[DATA LISTING Boundary: Start]

//! Command implementations for the Glossa CLI.

use std::path::PathBuf;
use std::sync::Arc;
use std::time::Duration;

use crate::builder::{BuilderConfig, ListBuilder};
use crate::cli::args::*;
use crate::cli::output::*;
use crate::error::Result;
use crate::lexicon::{Lexicon, LexiconConfig};
use crate::source::{RoutingFetcher, SourceConfig};
use crate::storage::StorageConfig;
use crate::storage::file::{FileStorage, FileStorageConfig};

/// Execute a CLI command.
pub fn execute_command(args: GlossaArgs) -> Result<()> {
    match &args.command {
        Command::Generate(generate_args) => generate(generate_args.clone(), &args),
        Command::Check(check_args) => check_words(check_args.clone(), &args),
        Command::Stats => show_stats(&args),
        Command::List(list_args) => list_words(list_args.clone(), &args),
    }
}

fn data_dir(cli_args: &GlossaArgs) -> PathBuf {
    cli_args
        .data_dir
        .clone()
        .unwrap_or_else(LexiconConfig::default_data_dir)
}

fn open_lexicon(cli_args: &GlossaArgs) -> Result<Lexicon> {
    let dir = data_dir(cli_args);
    log::debug!("Loading lexicon from: {}", dir.join(&cli_args.artifact).display());

    Lexicon::open(&LexiconConfig {
        storage: StorageConfig::File(FileStorageConfig::new(dir)),
        artifact_name: cli_args.artifact.clone(),
    })
}

/// Fetch every source and write a new word list.
fn generate(args: GenerateArgs, cli_args: &GlossaArgs) -> Result<()> {
    let dir = data_dir(cli_args);

    let sources = match &args.sources {
        Some(path) => {
            log::info!("Loading sources from: {}", path.display());
            SourceConfig::from_json_file(path)?
        }
        None => SourceConfig::default(),
    };
    sources.validate()?;

    log::info!(
        "Generating {} from {} sources",
        dir.join(&cli_args.artifact).display(),
        sources.len()
    );

    let config = BuilderConfig {
        concurrency: args.concurrency,
        fetch_timeout: (args.timeout_secs > 0).then(|| Duration::from_secs(args.timeout_secs)),
        artifact_name: cli_args.artifact.clone(),
        backup_previous: args.backup,
    };

    let storage = FileStorage::new(&dir, FileStorageConfig::new(&dir))?;
    let builder = ListBuilder::new(
        Arc::new(RoutingFetcher::with_defaults()?),
        Arc::new(storage),
        sources,
        config,
    );

    let runtime = tokio::runtime::Runtime::new()?;
    let report = runtime.block_on(builder.generate())?;

    output_result("Word list generated", &report, cli_args)
}

/// Look up each word in the lexicon.
fn check_words(args: CheckArgs, cli_args: &GlossaArgs) -> Result<()> {
    let lexicon = open_lexicon(cli_args)?;

    let checks = args
        .words
        .into_iter()
        .map(|word| {
            let found = lexicon.has_word(&word);
            WordCheck { word, found }
        })
        .collect();

    output_result("Word lookup", &CheckResults::new(checks), cli_args)
}

/// Show statistics about the lexicon.
fn show_stats(cli_args: &GlossaArgs) -> Result<()> {
    let lexicon = open_lexicon(cli_args)?;

    let result = LexiconStatsResult {
        artifact: data_dir(cli_args)
            .join(&cli_args.artifact)
            .display()
            .to_string(),
        stats: lexicon.stats(),
    };

    output_result("Lexicon statistics", &result, cli_args)
}

/// List words in ascending order.
fn list_words(args: ListArgs, cli_args: &GlossaArgs) -> Result<()> {
    let lexicon = open_lexicon(cli_args)?;

    let mut words = match &args.prefix {
        Some(prefix) => lexicon.words_with_prefix(prefix),
        None => lexicon.sorted_words(),
    };
    let matched = words.len();
    if let Some(limit) = args.limit {
        words.truncate(limit);
    }

    let listing = WordListing {
        truncated: words.len() < matched,
        words,
        matched,
    };

    output_result("Words", &listing, cli_args)
}
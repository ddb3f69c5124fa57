//! Scheme-based fetcher dispatch.

use async_trait::async_trait;

use crate::error::Result;
use crate::source::fetcher::Fetcher;
use crate::source::file::FileFetcher;
use crate::source::http::HttpFetcher;

/// Sends `http://` and `https://` sources to an [`HttpFetcher`] and every
/// other identifier to a [`FileFetcher`].
#[derive(Debug, Clone)]
pub struct RoutingFetcher {
    http: HttpFetcher,
    file: FileFetcher,
}

impl RoutingFetcher {
    /// Create a router from its two backends.
    pub fn new(http: HttpFetcher, file: FileFetcher) -> Self {
        RoutingFetcher { http, file }
    }

    /// Create a router with default HTTP settings.
    pub fn with_defaults() -> Result<Self> {
        Ok(Self::new(HttpFetcher::new()?, FileFetcher::new()))
    }

    fn is_remote(source: &str) -> bool {
        let lower = source.get(..8).unwrap_or(source).to_ascii_lowercase();
        lower.starts_with("http://") || lower.starts_with("https://")
    }
}

#[async_trait]
impl Fetcher for RoutingFetcher {
    async fn fetch(&self, source: &str) -> Result<String> {
        if Self::is_remote(source) {
            self.http.fetch(source).await
        } else {
            self.file.fetch(source).await
        }
    }

    fn name(&self) -> &str {
        "routing"
    }
}
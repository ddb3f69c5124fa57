//! Source list configuration.

use std::fs;
use std::path::Path;

use serde::{Deserialize, Serialize};

use crate::error::{GlossaError, Result};

/// The compiled-in list of public English word lists.
pub const DEFAULT_SOURCES: &[&str] = &[
    "https://raw.githubusercontent.com/dwyl/english-words/master/words.txt",
    "https://raw.githubusercontent.com/lorenbrichter/Words/master/Words/en.txt",
    "https://raw.githubusercontent.com/sindresorhus/word-list/main/words.txt",
    "https://raw.githubusercontent.com/first20hours/google-10000-english/master/google-10000-english.txt",
    "https://raw.githubusercontent.com/first20hours/google-10000-english/master/google-10000-english-usa.txt",
    "https://raw.githubusercontent.com/first20hours/google-10000-english/master/google-10000-english-usa-no-swears.txt",
    "https://raw.githubusercontent.com/first20hours/google-10000-english/master/google-10000-english-no-swears.txt",
    "https://raw.githubusercontent.com/first20hours/google-10000-english/master/20k.txt",
    "https://www.mit.edu/~ecprice/wordlist.10000",
    "https://www.mit.edu/~ecprice/wordlist.100000",
    "https://raw.githubusercontent.com/dolph/dictionary/master/popular.txt",
    "https://raw.githubusercontent.com/dolph/dictionary/master/unix-words",
    "https://raw.githubusercontent.com/en-wl/wordlist/master/alt12dicts/2of12.txt",
    "https://raw.githubusercontent.com/en-wl/wordlist/master/alt12dicts/2of12inf.txt",
    "https://raw.githubusercontent.com/IlyaSemenov/wikipedia-word-frequency/master/results/enwiki-2023-04-13.txt",
    "https://raw.githubusercontent.com/words/moby/master/words.txt",
];

/// The list of sources a generation run draws from.
///
/// Serialized as `{"sources": ["https://...", "file:///..."]}`.
#[derive(Debug, Clone, PartialEq, Eq, Serialize, Deserialize)]
pub struct SourceConfig {
    /// Source identifiers, processed in this order.
    pub sources: Vec<String>,
}

impl SourceConfig {
    /// Create a configuration from explicit identifiers.
    pub fn new<I, S>(sources: I) -> Self
    where
        I: IntoIterator<Item = S>,
        S: Into<String>,
    {
        SourceConfig {
            sources: sources.into_iter().map(Into::into).collect(),
        }
    }

    /// Load a configuration from a JSON file.
    pub fn from_json_file<P: AsRef<Path>>(path: P) -> Result<Self> {
        let path = path.as_ref();
        let data = fs::read_to_string(path).map_err(|e| {
            GlossaError::config(format!("cannot read {}: {e}", path.display()))
        })?;
        let config: SourceConfig = serde_json::from_str(&data).map_err(|e| {
            GlossaError::config(format!("invalid source file {}: {e}", path.display()))
        })?;
        config.validate()?;
        Ok(config)
    }

    /// Reject blank identifiers.
    pub fn validate(&self) -> Result<()> {
        if let Some(index) = self.sources.iter().position(|s| s.trim().is_empty()) {
            return Err(GlossaError::config(format!(
                "source #{index} is an empty identifier"
            )));
        }
        Ok(())
    }

    /// Number of configured sources.
    pub fn len(&self) -> usize {
        self.sources.len()
    }

    /// Whether no source is configured.
    pub fn is_empty(&self) -> bool {
        self.sources.is_empty()
    }
}

impl Default for SourceConfig {
    fn default() -> Self {
        SourceConfig::new(DEFAULT_SOURCES.iter().copied())
    }
}
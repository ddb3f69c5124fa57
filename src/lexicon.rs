//! The runtime lexicon.
//!
//! A [`Lexicon`] is loaded once from the persisted word list and is read-only
//! afterwards, so any number of threads can query it without locking.
//!
//! Most programs use the process-wide instance:
//!
//! - [`init`] loads it from an explicit [`LexiconConfig`] at startup and
//!   reports a missing or malformed artifact as an error;
//! - [`global`] returns it, loading it from [`LexiconConfig::default`] on
//!   first access if [`init`] was never called.
//!
//! The process-wide instance goes from uninitialized to ready exactly once.
//! A failed load leaves it uninitialized.
//!
//! # Examples
//!
//! ```
//! use glossa::lexicon::Lexicon;
//!
//! let lexicon = Lexicon::from_words(["apple", "banana"]);
//! assert!(lexicon.has_word("apple"));
//! assert!(!lexicon.has_word("APPLE"));
//! assert_eq!(lexicon.words().len(), 2);
//! ```

use std::path::PathBuf;
use std::sync::OnceLock;

use ahash::AHashSet;
use parking_lot::Mutex;
use serde::{Deserialize, Serialize};

use crate::builder::DEFAULT_ARTIFACT_NAME;
use crate::error::Result;
use crate::storage::file::FileStorageConfig;
use crate::storage::{Storage, StorageConfig, StorageFactory};
use crate::word_list::WordList;

/// Environment variable overriding the default data directory.
pub const DATA_DIR_ENV: &str = "GLOSSA_DATA_DIR";

/// Where the lexicon artifact lives.
#[derive(Debug, Clone)]
pub struct LexiconConfig {
    /// Storage holding the artifact.
    pub storage: StorageConfig,

    /// Name of the artifact inside the storage.
    pub artifact_name: String,
}

impl LexiconConfig {
    /// Read the default artifact from the given directory.
    pub fn from_dir<P: Into<PathBuf>>(dir: P) -> Self {
        LexiconConfig {
            storage: StorageConfig::File(FileStorageConfig::new(dir.into())),
            artifact_name: DEFAULT_ARTIFACT_NAME.to_string(),
        }
    }

    /// The default data directory: `$GLOSSA_DATA_DIR`, or `data/` inside the
    /// crate.
    pub fn default_data_dir() -> PathBuf {
        std::env::var_os(DATA_DIR_ENV)
            .map(PathBuf::from)
            .unwrap_or_else(|| PathBuf::from(concat!(env!("CARGO_MANIFEST_DIR"), "/data")))
    }
}

impl Default for LexiconConfig {
    fn default() -> Self {
        Self::from_dir(Self::default_data_dir())
    }
}

/// Summary statistics of a lexicon.
#[derive(Debug, Clone, PartialEq, Serialize, Deserialize)]
pub struct LexiconStats {
    /// Number of words.
    pub words: usize,

    /// Length of the shortest word, 0 when empty.
    pub shortest: usize,

    /// Length of the longest word, 0 when empty.
    pub longest: usize,

    /// Mean word length, 0.0 when empty.
    pub average_length: f64,
}

/// An immutable in-memory set of words.
#[derive(Debug, Clone, Default)]
pub struct Lexicon {
    words: AHashSet<String>,
}

impl Lexicon {
    /// Build a lexicon from arbitrary words. No normalization is applied.
    pub fn from_words<I, S>(words: I) -> Self
    where
        I: IntoIterator<Item = S>,
        S: Into<String>,
    {
        Lexicon {
            words: words.into_iter().map(Into::into).collect(),
        }
    }

    /// Load the artifact `name` from `storage`.
    ///
    /// Fails with [`GlossaError::ArtifactLoad`](crate::error::GlossaError::ArtifactLoad)
    /// if the artifact is missing or is not a JSON array of strings.
    pub fn load(storage: &dyn Storage, name: &str) -> Result<Self> {
        let lexicon = Self::from_words(WordList::load_entries(storage, name)?);
        log::info!("Loaded {} words from {}", lexicon.len(), name);
        Ok(lexicon)
    }

    /// Open the storage described by `config` and load its artifact.
    pub fn open(config: &LexiconConfig) -> Result<Self> {
        let storage = StorageFactory::create(config.storage.clone())?;
        Self::load(storage.as_ref(), &config.artifact_name)
    }

    /// All words, in no particular order. Every call returns a fresh vector.
    pub fn words(&self) -> Vec<String> {
        self.words.iter().cloned().collect()
    }

    /// All words in ascending byte order.
    pub fn sorted_words(&self) -> Vec<String> {
        let mut words = self.words();
        words.sort_unstable();
        words
    }

    /// Whether `word` is in the lexicon, by exact, case-sensitive match.
    ///
    /// Stored words are lowercase, so callers should lowercase their input.
    pub fn has_word(&self, word: &str) -> bool {
        self.words.contains(word)
    }

    /// Iterate over the words, in no particular order.
    pub fn iter(&self) -> impl Iterator<Item = &str> {
        self.words.iter().map(String::as_str)
    }

    /// Words starting with `prefix`, in ascending order.
    pub fn words_with_prefix(&self, prefix: &str) -> Vec<String> {
        let mut words: Vec<String> = self
            .words
            .iter()
            .filter(|word| word.starts_with(prefix))
            .cloned()
            .collect();
        words.sort_unstable();
        words
    }

    /// Number of words.
    pub fn len(&self) -> usize {
        self.words.len()
    }

    /// Whether the lexicon holds no words.
    pub fn is_empty(&self) -> bool {
        self.words.is_empty()
    }

    /// Compute summary statistics.
    pub fn stats(&self) -> LexiconStats {
        let lengths = self.words.iter().map(String::len);
        let total: usize = lengths.clone().sum();

        LexiconStats {
            words: self.len(),
            shortest: lengths.clone().min().unwrap_or(0),
            longest: lengths.max().unwrap_or(0),
            average_length: if self.is_empty() {
                0.0
            } else {
                total as f64 / self.len() as f64
            },
        }
    }
}

static GLOBAL: OnceLock<Lexicon> = OnceLock::new();
static INIT_LOCK: Mutex<()> = parking_lot::const_mutex(());

/// Load the process-wide lexicon from `config`.
///
/// Call this at startup to fail fast on a missing or corrupt artifact. If the
/// lexicon is already loaded, the existing instance is returned and `config`
/// is ignored.
pub fn init(config: &LexiconConfig) -> Result<&'static Lexicon> {
    if let Some(lexicon) = GLOBAL.get() {
        return Ok(lexicon);
    }

    let _guard = INIT_LOCK.lock();
    if let Some(lexicon) = GLOBAL.get() {
        return Ok(lexicon);
    }

    let lexicon = Lexicon::open(config)?;
    Ok(GLOBAL.get_or_init(|| lexicon))
}

/// The process-wide lexicon, loading it from the default location if needed.
pub fn try_global() -> Result<&'static Lexicon> {
    match GLOBAL.get() {
        Some(lexicon) => Ok(lexicon),
        None => init(&LexiconConfig::default()),
    }
}

/// The process-wide lexicon.
///
/// # Panics
///
/// Panics if the lexicon is not loaded yet and the default artifact cannot be
/// loaded. The lexicon cannot answer any query without it.
pub fn global() -> &'static Lexicon {
    match try_global() {
        Ok(lexicon) => lexicon,
        Err(e) => panic!("failed to load the lexicon: {e}"),
    }
}

/// Whether the process-wide lexicon has been loaded.
pub fn is_initialized() -> bool {
    GLOBAL.get().is_some()
}

#[cfg(test)]
mod tests {
    use super::*;
    use crate::error::GlossaError;
    use crate::storage::memory::MemoryStorage;
    use crate::storage::replace_atomically;

    fn sample() -> Lexicon {
        Lexicon::from_words(["apple", "banana", "cherry", "date", "elder", "fig", "grape"])
    }

    #[test]
    fn test_has_word_is_exact() {
        let lexicon = sample();

        assert!(lexicon.has_word("apple"));
        assert!(!lexicon.has_word("Apple"));
        assert!(!lexicon.has_word("APPLE"));
        assert!(!lexicon.has_word("appl"));
        assert!(!lexicon.has_word(" apple"));
        assert!(!lexicon.has_word("xyznonexistent123"));
        assert!(!lexicon.has_word(""));
    }

    #[test]
    fn test_words_matches_cardinality() {
        let lexicon = sample();
        let words = lexicon.words();

        assert_eq!(words.len(), lexicon.len());
        assert!(words.iter().all(|w| lexicon.has_word(w)));

        // A fresh collection every call.
        let mut again = lexicon.words();
        again.clear();
        assert_eq!(lexicon.words().len(), 7);
    }

    #[test]
    fn test_duplicates_collapse() {
        let lexicon = Lexicon::from_words(["apple", "apple", "banana"]);
        assert_eq!(lexicon.len(), 2);
        assert_eq!(lexicon.words().len(), 2);
    }

    #[test]
    fn test_uppercase_never_matches() {
        let lexicon = sample();
        for word in lexicon.words() {
            assert!(lexicon.has_word(&word));
            assert!(!lexicon.has_word(&word.to_uppercase()));
        }
    }

    #[test]
    fn test_sorted_and_prefix() {
        let lexicon = Lexicon::from_words(["grape", "apple", "apricot", "banana"]);

        assert_eq!(
            lexicon.sorted_words(),
            vec!["apple", "apricot", "banana", "grape"]
        );
        assert_eq!(lexicon.words_with_prefix("ap"), vec!["apple", "apricot"]);
        assert!(lexicon.words_with_prefix("z").is_empty());
    }

    #[test]
    fn test_stats() {
        let stats = Lexicon::from_words(["a", "abc", "abcde"]).stats();
        assert_eq!(stats.words, 3);
        assert_eq!(stats.shortest, 1);
        assert_eq!(stats.longest, 5);
        assert!((stats.average_length - 3.0).abs() < f64::EPSILON);

        let empty = Lexicon::default().stats();
        assert_eq!(empty.words, 0);
        assert_eq!(empty.longest, 0);
        assert_eq!(empty.average_length, 0.0);
    }

    #[test]
    fn test_load_from_storage() {
        let storage = MemoryStorage::new_default();
        replace_atomically(&storage, "serialized.json", br#"["apple","banana"]"#).unwrap();

        let lexicon = Lexicon::load(&storage, "serialized.json").unwrap();

        assert_eq!(lexicon.len(), 2);
        assert!(lexicon.has_word("banana"));
    }

    #[test]
    fn test_load_failures() {
        let storage = MemoryStorage::new_default();

        let err = Lexicon::load(&storage, "serialized.json").unwrap_err();
        assert!(matches!(err, GlossaError::ArtifactLoad(_)));

        replace_atomically(&storage, "serialized.json", b"{\"apple\": 1}").unwrap();
        let err = Lexicon::load(&storage, "serialized.json").unwrap_err();
        assert!(matches!(err, GlossaError::ArtifactLoad(_)));
    }

    #[test]
    fn test_open_from_dir() {
        let dir = tempfile::TempDir::new().unwrap();
        std::fs::write(dir.path().join("serialized.json"), r#"["fig","grape"]"#).unwrap();

        let lexicon = Lexicon::open(&LexiconConfig::from_dir(dir.path())).unwrap();

        assert_eq!(lexicon.sorted_words(), vec!["fig", "grape"]);
    }
}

[DATA LISTING Boundary: End]

*PROBLEM TO WORK ON*:
What is the number of lines in the entries that include the string "cannot"? Reply with that number alone.

*RESPONSE BOX*:
3